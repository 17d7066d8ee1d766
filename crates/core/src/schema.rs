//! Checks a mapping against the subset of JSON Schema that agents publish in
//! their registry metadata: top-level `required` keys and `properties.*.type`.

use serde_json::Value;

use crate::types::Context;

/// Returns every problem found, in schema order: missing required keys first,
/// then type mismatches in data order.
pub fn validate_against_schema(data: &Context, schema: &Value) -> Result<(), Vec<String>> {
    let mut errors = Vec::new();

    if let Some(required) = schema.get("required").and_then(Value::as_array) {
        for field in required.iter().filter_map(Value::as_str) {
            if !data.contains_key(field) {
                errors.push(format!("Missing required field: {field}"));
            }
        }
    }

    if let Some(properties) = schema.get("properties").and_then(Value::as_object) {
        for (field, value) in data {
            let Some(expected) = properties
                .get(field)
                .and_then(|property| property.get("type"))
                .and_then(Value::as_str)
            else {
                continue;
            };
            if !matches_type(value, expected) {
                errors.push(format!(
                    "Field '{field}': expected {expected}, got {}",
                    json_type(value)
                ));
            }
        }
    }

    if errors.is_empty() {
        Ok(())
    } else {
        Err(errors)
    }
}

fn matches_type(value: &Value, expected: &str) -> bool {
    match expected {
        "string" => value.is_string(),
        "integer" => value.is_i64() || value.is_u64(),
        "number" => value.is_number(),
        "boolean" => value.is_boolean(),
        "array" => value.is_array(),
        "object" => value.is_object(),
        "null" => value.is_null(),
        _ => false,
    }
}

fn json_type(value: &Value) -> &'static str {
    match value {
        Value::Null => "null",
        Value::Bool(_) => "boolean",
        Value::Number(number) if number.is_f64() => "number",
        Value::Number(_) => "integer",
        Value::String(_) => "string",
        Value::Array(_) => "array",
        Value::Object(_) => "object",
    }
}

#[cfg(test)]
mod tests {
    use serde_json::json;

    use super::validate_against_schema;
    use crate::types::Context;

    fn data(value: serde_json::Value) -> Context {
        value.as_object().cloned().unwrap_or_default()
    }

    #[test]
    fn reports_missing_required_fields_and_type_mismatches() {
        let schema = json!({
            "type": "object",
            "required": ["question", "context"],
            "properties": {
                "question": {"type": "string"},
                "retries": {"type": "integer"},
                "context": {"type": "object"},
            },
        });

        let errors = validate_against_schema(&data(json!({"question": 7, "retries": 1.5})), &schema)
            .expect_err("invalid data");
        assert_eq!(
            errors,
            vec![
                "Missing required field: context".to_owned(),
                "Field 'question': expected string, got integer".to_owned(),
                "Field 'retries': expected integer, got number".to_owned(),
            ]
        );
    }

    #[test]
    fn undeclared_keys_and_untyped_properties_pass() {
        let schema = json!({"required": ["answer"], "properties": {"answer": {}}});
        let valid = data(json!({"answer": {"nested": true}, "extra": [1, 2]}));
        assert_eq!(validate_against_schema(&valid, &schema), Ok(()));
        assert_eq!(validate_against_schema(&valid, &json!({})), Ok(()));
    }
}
________________________________________
_Assigned task_: Copy out all of the records above with nothing altered.

_Answer section_:
repository 17d7066d8ee1d766
filename crates/core/src/schema.rs
//! Checks a mapping against the subset of JSON Schema that agents publish in
//! their registry metadata: top-level `required` keys and `properties.*.type`.

use serde_json::Value;

use crate::types::Context;

/// Returns every problem found, in schema order: missing required keys first,
/// then type mismatches in data order.
pub fn validate_against_schema(data: &Context, schema: &Value) -> Result<(), Vec<String>> {
    let mut errors = Vec::new();

    if let Some(required) = schema.get("required").and_then(Value::as_array) {
        for field in required.iter().filter_map(Value::as_str) {
            if !data.contains_key(field) {
                errors.push(format!("Missing required field: {field}"));
            }
        }
    }

    if let Some(properties) = schema.get("properties").and_then(Value::as_object) {
        for (field, value) in data {
            let Some(expected) = properties
                .get(field)
                .and_then(|property| property.get("type"))
                .and_then(Value::as_str)
            else {
                continue;
            };
            if !matches_type(value, expected) {
                errors.push(format!(
                    "Field '{field}': expected {expected}, got {}",
                    json_type(value)
                ));
            }
        }
    }

    if errors.is_empty() {
        Ok(())
    } else {
        Err(errors)
    }
}

fn matches_type(value: &Value, expected: &str) -> bool {
    match expected {
        "string" => value.is_string(),
        "integer" => value.is_i64() || value.is_u64(),
        "number" => value.is_number(),
        "boolean" => value.is_boolean(),
        "array" => value.is_array(),
        "object" => value.is_object(),
        "null" => value.is_null(),
        _ => false,
    }
}

fn json_type(value: &Value) -> &'static str {
    match value {
        Value::Null => "null",
        Value::Bool(_) => "boolean",
        Value::Number(number) if number.is_f64() => "number",
        Value::Number(_) => "integer",
        Value::String(_) => "string",
        Value::Array(_) => "array",
        Value::Object(_) => "object",
    }
}

#[cfg(test)]
mod tests {
    use serde_json::json;

    use super::validate_against_schema;
    use crate::types::Context;

    fn data(value: serde_json::Value) -> Context {
        value.as_object().cloned().unwrap_or_default()
    }

    #[test]
    fn reports_missing_required_fields_and_type_mismatches() {
        let schema = json!({
            "type": "object",
            "required": ["question", "context"],
            "properties": {
                "question": {"type": "string"},
                "retries": {"type": "integer"},
                "context": {"type": "object"},
            },
        });

        let errors = validate_against_schema(&data(json!({"question": 7, "retries": 1.5})), &schema)
            .expect_err("invalid data");
        assert_eq!(
            errors,
            vec![
                "Missing required field: context".to_owned(),
                "Field 'question': expected string, got integer".to_owned(),
                "Field 'retries': expected integer, got number".to_owned(),
            ]
        );
    }

    #[test]
    fn undeclared_keys_and_untyped_properties_pass() {
        let schema = json!({"required": ["answer"], "properties": {"answer": {}}});
        let valid = data(json!({"answer": {"nested": true}, "extra": [1, 2]}));
        assert_eq!(validate_against_schema(&valid, &schema), Ok(()));
        assert_eq!(validate_against_schema(&valid, &json!({})), Ok(()));
    }
}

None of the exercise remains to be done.